_DIRECTIONS_: Whenever a line of the entries below holds the string "value", copy that line and return it.

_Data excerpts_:
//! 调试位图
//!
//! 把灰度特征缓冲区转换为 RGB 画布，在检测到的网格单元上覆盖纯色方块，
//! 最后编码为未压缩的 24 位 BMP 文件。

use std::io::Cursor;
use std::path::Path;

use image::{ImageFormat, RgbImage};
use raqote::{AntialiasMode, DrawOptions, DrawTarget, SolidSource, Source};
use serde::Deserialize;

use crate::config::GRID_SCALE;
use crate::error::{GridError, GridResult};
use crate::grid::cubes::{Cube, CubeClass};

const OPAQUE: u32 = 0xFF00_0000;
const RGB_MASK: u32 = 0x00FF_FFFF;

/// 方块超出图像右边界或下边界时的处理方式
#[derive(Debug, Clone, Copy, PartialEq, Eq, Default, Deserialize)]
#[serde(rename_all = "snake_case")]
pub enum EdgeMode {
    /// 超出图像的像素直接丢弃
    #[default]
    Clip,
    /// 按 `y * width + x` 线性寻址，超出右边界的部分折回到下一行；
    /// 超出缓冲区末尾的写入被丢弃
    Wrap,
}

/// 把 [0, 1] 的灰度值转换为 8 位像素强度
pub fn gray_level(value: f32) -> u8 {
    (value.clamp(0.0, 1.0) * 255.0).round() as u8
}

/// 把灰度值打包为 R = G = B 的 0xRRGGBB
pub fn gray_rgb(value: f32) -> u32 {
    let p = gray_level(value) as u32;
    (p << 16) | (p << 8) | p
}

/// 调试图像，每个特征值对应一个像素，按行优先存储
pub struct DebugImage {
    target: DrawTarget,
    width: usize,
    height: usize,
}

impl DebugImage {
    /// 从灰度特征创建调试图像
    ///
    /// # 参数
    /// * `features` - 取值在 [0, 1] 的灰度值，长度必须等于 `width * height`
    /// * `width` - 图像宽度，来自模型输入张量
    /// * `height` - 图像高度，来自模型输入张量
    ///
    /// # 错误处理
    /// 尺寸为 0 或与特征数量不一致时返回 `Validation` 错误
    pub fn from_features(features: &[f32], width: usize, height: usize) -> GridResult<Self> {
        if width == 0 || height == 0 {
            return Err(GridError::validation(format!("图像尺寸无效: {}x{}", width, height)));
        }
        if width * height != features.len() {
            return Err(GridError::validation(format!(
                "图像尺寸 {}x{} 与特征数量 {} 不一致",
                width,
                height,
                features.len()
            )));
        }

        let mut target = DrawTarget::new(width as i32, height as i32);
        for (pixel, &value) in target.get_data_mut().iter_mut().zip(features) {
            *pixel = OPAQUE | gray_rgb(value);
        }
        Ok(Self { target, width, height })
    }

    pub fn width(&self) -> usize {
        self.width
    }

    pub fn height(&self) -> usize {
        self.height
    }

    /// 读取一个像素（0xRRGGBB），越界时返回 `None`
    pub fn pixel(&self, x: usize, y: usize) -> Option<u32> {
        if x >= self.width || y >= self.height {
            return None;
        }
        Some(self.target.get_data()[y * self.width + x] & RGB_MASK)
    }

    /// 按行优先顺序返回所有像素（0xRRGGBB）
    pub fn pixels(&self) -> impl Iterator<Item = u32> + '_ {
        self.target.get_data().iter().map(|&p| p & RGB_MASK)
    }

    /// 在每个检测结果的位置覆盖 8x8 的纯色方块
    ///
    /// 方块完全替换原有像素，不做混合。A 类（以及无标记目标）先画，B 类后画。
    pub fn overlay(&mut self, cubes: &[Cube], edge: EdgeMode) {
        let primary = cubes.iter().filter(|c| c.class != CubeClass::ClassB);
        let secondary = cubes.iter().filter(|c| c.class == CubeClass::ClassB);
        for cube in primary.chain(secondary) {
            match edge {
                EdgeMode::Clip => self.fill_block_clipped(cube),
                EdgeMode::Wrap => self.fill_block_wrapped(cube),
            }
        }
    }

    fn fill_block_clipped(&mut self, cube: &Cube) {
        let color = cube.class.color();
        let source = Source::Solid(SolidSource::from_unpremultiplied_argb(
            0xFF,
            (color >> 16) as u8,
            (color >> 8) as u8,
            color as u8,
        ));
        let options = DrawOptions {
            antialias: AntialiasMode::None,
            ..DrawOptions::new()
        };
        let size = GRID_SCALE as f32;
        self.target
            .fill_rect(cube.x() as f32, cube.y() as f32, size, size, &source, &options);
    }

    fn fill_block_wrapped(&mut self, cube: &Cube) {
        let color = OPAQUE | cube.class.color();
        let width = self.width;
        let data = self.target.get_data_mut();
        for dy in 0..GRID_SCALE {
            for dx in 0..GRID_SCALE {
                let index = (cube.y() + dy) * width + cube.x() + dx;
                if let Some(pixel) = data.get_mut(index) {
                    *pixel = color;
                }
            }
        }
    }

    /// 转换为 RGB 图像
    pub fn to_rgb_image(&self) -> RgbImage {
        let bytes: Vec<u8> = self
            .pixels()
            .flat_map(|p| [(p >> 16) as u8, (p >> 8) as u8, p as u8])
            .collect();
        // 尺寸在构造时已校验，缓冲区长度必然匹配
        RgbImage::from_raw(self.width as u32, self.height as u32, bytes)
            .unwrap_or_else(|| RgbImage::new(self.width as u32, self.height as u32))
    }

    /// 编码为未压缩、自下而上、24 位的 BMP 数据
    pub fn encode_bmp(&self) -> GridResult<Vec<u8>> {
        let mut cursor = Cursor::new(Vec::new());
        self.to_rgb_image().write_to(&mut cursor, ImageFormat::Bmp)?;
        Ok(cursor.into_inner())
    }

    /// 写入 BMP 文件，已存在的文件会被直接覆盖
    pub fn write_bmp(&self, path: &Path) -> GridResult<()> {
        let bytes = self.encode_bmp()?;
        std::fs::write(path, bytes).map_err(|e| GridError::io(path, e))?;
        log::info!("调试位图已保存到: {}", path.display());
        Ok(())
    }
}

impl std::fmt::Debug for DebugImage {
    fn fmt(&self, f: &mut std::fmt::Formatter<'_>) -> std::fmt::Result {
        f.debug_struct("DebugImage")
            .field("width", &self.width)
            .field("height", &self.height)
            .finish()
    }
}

_EXERCISE RESULT_:
pub fn gray_level(value: f32) -> u8 {
    (value.clamp(0.0, 1.0) * 255.0).round() as u8
pub fn gray_rgb(value: f32) -> u32 {
    let p = gray_level(value) as u32;
        for (pixel, &value) in target.get_data_mut().iter_mut().zip(features) {
            *pixel = OPAQUE | gray_rgb(value);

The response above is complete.